### DIRECTIONS FOR THIS TASK
This task calls for copying every line in the data below that contains the word "consumed".

[Saved entries]
//! Replay-engine property tests: determinism, partial replay, occupancy,
//! modifier round-trips, and snapshot fast-forward.

use battle_core::{
    Attack, BaseStats, Battle, BattleConfig, BattleSnapshot, Card, Delta, DeploymentZone,
    HeroState, HeroType, Impact, Modifier, ModifierChange, ModifierHandle, ModifierId,
    ModifierKind, Player, PlayerId, Position, Rune, RuneId, RuneOutcome, RuneType, Shop, ShopId,
    Source, SpellId, StatField, Tree, TreeId, Unit, UnitId, UnitKind,
};

fn player(id: u8, zone_min: Position, zone_max: Position) -> Player {
    Player::new(
        PlayerId(id),
        format!("player-{id}"),
        DeploymentZone::new(zone_min, zone_max),
    )
}

fn hero(id: u32, owner: u8, position: Position) -> Unit {
    Unit::spawned(
        UnitId(id),
        UnitKind::Hero(HeroState {
            kind: HeroType::Warrior,
            owner: PlayerId(owner),
            level: 1,
            experience: 0,
            items: Vec::new(),
        }),
        position,
        BaseStats {
            max_health: 20,
            max_move_points: 5,
        },
        Some(Attack { damage: 4, range: 1 }),
        Vec::new(),
    )
}

/// A delta log touching every delta category: spawns, cards, movement,
/// combat, economy, modifiers, props, and turn flow.
fn scenario_log() -> Vec<Delta> {
    let strike = Source::Unit {
        unit: UnitId(0),
        ability: None,
    };
    vec![
        Delta::PlayerJoined {
            player: player(0, Position::new(0, 0), Position::new(1, 11)),
        },
        Delta::PlayerJoined {
            player: player(1, Position::new(10, 0), Position::new(11, 11)),
        },
        Delta::BattleStarted,
        Delta::HeroSpawned {
            unit: hero(0, 0, Position::new(0, 0)),
        },
        Delta::HeroSpawned {
            unit: hero(1, 1, Position::new(11, 11)),
        },
        Delta::ShopSpawned {
            shop: Shop {
                id: ShopId(0),
                position: Position::new(6, 0),
                stock: vec![],
            },
        },
        Delta::TreeSpawned {
            tree: Tree {
                id: TreeId(0),
                position: Position::new(6, 6),
                destroyed: false,
            },
        },
        Delta::RuneSpawned {
            rune: Rune {
                id: RuneId(0),
                kind: RuneType::Gold,
                position: Position::new(2, 0),
                consumed: false,
            },
        },
        Delta::TurnStarted {
            player: PlayerId(0),
        },
        Delta::CardDrawn {
            player: PlayerId(0),
            card: Card::Spell(SpellId::Fireball),
        },
        Delta::UnitMoved {
            unit: UnitId(0),
            from: Position::new(0, 0),
            to: Position::new(2, 0),
            move_cost: 2,
        },
        Delta::RunePickedUp {
            hero: UnitId(0),
            rune: RuneId(0),
            outcome: RuneOutcome {
                gold: 50,
                ..RuneOutcome::default()
            },
        },
        Delta::ModifierApplied {
            unit: UnitId(1),
            modifier: Modifier {
                id: ModifierId(1),
                handle: ModifierHandle(0),
                source: strike,
                kind: ModifierKind::Expiring { turns_remaining: 2 },
                changes: vec![ModifierChange::FieldChange {
                    field: StatField::MaxHealth,
                    delta: -5,
                }],
            },
        },
        Delta::HealthChanged {
            unit: UnitId(1),
            amount: -9,
            source: strike,
        },
        Delta::TurnEnded {
            player: PlayerId(0),
        },
        Delta::TurnStarted {
            player: PlayerId(1),
        },
        Delta::GoldChanged {
            player: PlayerId(1),
            amount: 30,
            source: Source::None,
        },
        Delta::TreeDestroyed {
            tree: TreeId(0),
            source: Source::None,
        },
        Delta::UnitDied {
            unit: UnitId(1),
            source: strike,
        },
        Delta::GameOver {
            winner: Some(PlayerId(0)),
        },
    ]
}

fn replay_all(deltas: &[Delta]) -> Battle {
    let mut battle = Battle::new(&BattleConfig::default(), 7);
    battle.append_deltas(deltas.to_vec());
    battle.catch_up();
    battle
}

#[test]
fn replaying_the_same_log_twice_is_byte_identical() {
    let log = scenario_log();
    let first = replay_all(&log);
    let second = replay_all(&log);
    assert_eq!(first, second);
    assert_eq!(hex::encode(first.digest()), hex::encode(second.digest()));
}

#[test]
fn partial_replay_matches_full_replay_at_every_split() {
    let log = scenario_log();
    let full = replay_all(&log);
    for split in 0..=log.len() {
        let mut staged = Battle::new(&BattleConfig::default(), 7);
        staged.append_deltas(log[..split].to_vec());
        staged.catch_up();
        staged.append_deltas(log[split..].to_vec());
        staged.catch_up();
        assert_eq!(staged, full, "divergence when splitting at {split}");
    }
}

#[test]
fn catch_up_at_head_is_a_no_op() {
    let mut battle = replay_all(&scenario_log());
    let digest = battle.digest();
    battle.catch_up();
    battle.catch_up();
    assert_eq!(battle.digest(), digest);
}

#[test]
fn occupancy_tracks_living_entities_exactly() {
    let battle = replay_all(&scenario_log());

    let mut expected: Vec<Position> = Vec::new();
    for unit in &battle.units {
        if !unit.dead {
            expected.push(unit.position);
        }
    }
    for rune in &battle.runes {
        if !rune.consumed && battle.units.iter().all(|u| u.dead || u.position != rune.position) {
            expected.push(rune.position);
        }
    }
    for shop in &battle.shops {
        expected.push(shop.position);
    }
    for tree in &battle.trees {
        if !tree.destroyed {
            expected.push(tree.position);
        }
    }
    expected.sort();
    expected.dedup();

    let mut occupied: Vec<Position> = battle
        .grid
        .cells()
        .filter(|c| c.occupied)
        .map(|c| c.position)
        .collect();
    occupied.sort();
    assert_eq!(occupied, expected);
}

#[test]
fn modifier_apply_then_remove_restores_bonus_totals() {
    let base = vec![
        Delta::PlayerJoined {
            player: player(0, Position::new(0, 0), Position::new(1, 11)),
        },
        Delta::BattleStarted,
        Delta::HeroSpawned {
            unit: hero(0, 0, Position::new(3, 3)),
        },
    ];
    let mut battle = replay_all(&base);
    let before = battle.unit(UnitId(0)).unwrap().bonus;

    battle.append_deltas([
        Delta::ModifierApplied {
            unit: UnitId(0),
            modifier: Modifier {
                id: ModifierId(2),
                handle: ModifierHandle(0),
                source: Source::None,
                kind: ModifierKind::Permanent,
                changes: vec![
                    ModifierChange::FieldChange {
                        field: StatField::AttackDamage,
                        delta: 3,
                    },
                    ModifierChange::FieldChange {
                        field: StatField::MaxMovePoints,
                        delta: 1,
                    },
                ],
            },
        },
        Delta::ModifierRemoved {
            handle: ModifierHandle(0),
        },
    ]);
    battle.catch_up();

    let unit = battle.unit(UnitId(0)).unwrap();
    assert_eq!(unit.bonus, before);
    assert!(unit.modifiers.is_empty());
    assert_eq!(battle.skipped_deltas, 0);
}

#[test]
fn expiring_modifiers_tick_on_the_owners_turn_end() {
    let mut battle = replay_all(&scenario_log()[..9]); // through the first TurnStarted
    battle.append_deltas([
        Delta::ModifierApplied {
            unit: UnitId(0),
            modifier: Modifier {
                id: ModifierId(3),
                handle: ModifierHandle(0),
                source: Source::None,
                kind: ModifierKind::Expiring { turns_remaining: 1 },
                changes: vec![ModifierChange::FieldChange {
                    field: StatField::MaxMovePoints,
                    delta: 2,
                }],
            },
        },
        // Enemy turn ends: unit 0 belongs to player 0, so nothing ticks.
        Delta::TurnEnded {
            player: PlayerId(1),
        },
    ]);
    battle.catch_up();
    assert_eq!(battle.unit(UnitId(0)).unwrap().modifiers.len(), 1);

    battle.append_deltas([Delta::TurnEnded {
        player: PlayerId(0),
    }]);
    battle.catch_up();
    assert!(battle.unit(UnitId(0)).unwrap().modifiers.is_empty());
    assert_eq!(battle.unit(UnitId(0)).unwrap().bonus.max_move_points, 0);
}

#[test]
fn missing_references_are_skipped_but_counted() {
    let mut battle = replay_all(&scenario_log());
    let before = battle.clone();
    battle.append_deltas([
        Delta::HealthChanged {
            unit: UnitId(42),
            amount: -5,
            source: Source::None,
        },
        Delta::ModifierRemoved {
            handle: ModifierHandle(99),
        },
    ]);
    battle.catch_up();
    assert_eq!(battle.skipped_deltas, 2);
    // Skips must not corrupt the rest of the state.
    assert_eq!(battle.units, before.units);
    assert_eq!(battle.players, before.players);
    assert_eq!(battle.grid, before.grid);
}

#[test]
fn snapshot_fast_forward_equals_full_replay() {
    let log = scenario_log();
    let full = replay_all(&log);

    // Authority replays a prefix and ships a snapshot.
    let prefix = replay_all(&log[..12]);
    let snapshot = BattleSnapshot::capture(&prefix);

    // A fresh mirror restores the snapshot, then replays only the suffix.
    let mut mirror = Battle::new(&BattleConfig::default(), 7);
    mirror.restore(snapshot);
    assert_eq!(mirror.delta_head(), 12);
    mirror.append_deltas(log.to_vec());
    // Deltas below the snapshot head must never be replayed again.
    mirror.catch_up();

    assert_eq!(hex::encode(mirror.digest()), hex::encode(full.digest()));
}

#[test]
fn cast_deltas_apply_embedded_impacts_verbatim() {
    let mut battle = replay_all(&scenario_log()[..9]);
    battle.append_deltas([Delta::SpellCast {
        player: PlayerId(0),
        spell: SpellId::Fireball,
        target: Position::new(11, 11),
        impacts: vec![Impact {
            unit: UnitId(1),
            health_change: -7,
            modifier: None,
            push_to: None,
        }],
    }]);
    battle.catch_up();
    assert_eq!(battle.unit(UnitId(1)).unwrap().health, 13);
}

### REPLY TO THE EXERCISE
                consumed: false,
        if !rune.consumed && battle.units.iter().all(|u| u.dead || u.position != rune.position) {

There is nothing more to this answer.